TASK INSTRUCTIONS
Go through the listing below and gather every line with the word "Parser".
-- Opening Marker --
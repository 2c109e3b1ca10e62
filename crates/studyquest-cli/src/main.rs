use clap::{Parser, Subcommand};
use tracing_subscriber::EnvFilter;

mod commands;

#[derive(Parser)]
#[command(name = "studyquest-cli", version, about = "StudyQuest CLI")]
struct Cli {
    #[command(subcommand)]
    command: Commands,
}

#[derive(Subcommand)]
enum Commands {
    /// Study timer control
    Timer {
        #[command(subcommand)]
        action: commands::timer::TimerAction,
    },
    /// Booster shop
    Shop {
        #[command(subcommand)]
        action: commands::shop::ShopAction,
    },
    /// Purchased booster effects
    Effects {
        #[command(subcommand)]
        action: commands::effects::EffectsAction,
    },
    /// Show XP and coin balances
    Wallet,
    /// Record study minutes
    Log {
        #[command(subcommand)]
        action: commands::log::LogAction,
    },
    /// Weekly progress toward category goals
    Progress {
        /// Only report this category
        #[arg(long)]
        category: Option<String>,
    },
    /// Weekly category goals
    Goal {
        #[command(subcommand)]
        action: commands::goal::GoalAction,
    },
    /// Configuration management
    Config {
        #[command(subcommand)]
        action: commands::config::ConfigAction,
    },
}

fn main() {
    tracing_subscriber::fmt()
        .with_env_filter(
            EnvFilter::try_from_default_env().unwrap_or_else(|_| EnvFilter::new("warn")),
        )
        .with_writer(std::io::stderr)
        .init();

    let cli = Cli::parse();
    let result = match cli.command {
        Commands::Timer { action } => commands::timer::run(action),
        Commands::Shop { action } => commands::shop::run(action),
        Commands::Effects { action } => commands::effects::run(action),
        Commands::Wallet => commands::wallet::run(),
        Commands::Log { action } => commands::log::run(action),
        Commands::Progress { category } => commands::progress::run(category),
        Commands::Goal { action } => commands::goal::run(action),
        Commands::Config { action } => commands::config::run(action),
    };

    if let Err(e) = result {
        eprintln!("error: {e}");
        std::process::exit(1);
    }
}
-- Closing Marker --
SOLVED PROBLEM
use clap::{Parser, Subcommand};
#[derive(Parser)]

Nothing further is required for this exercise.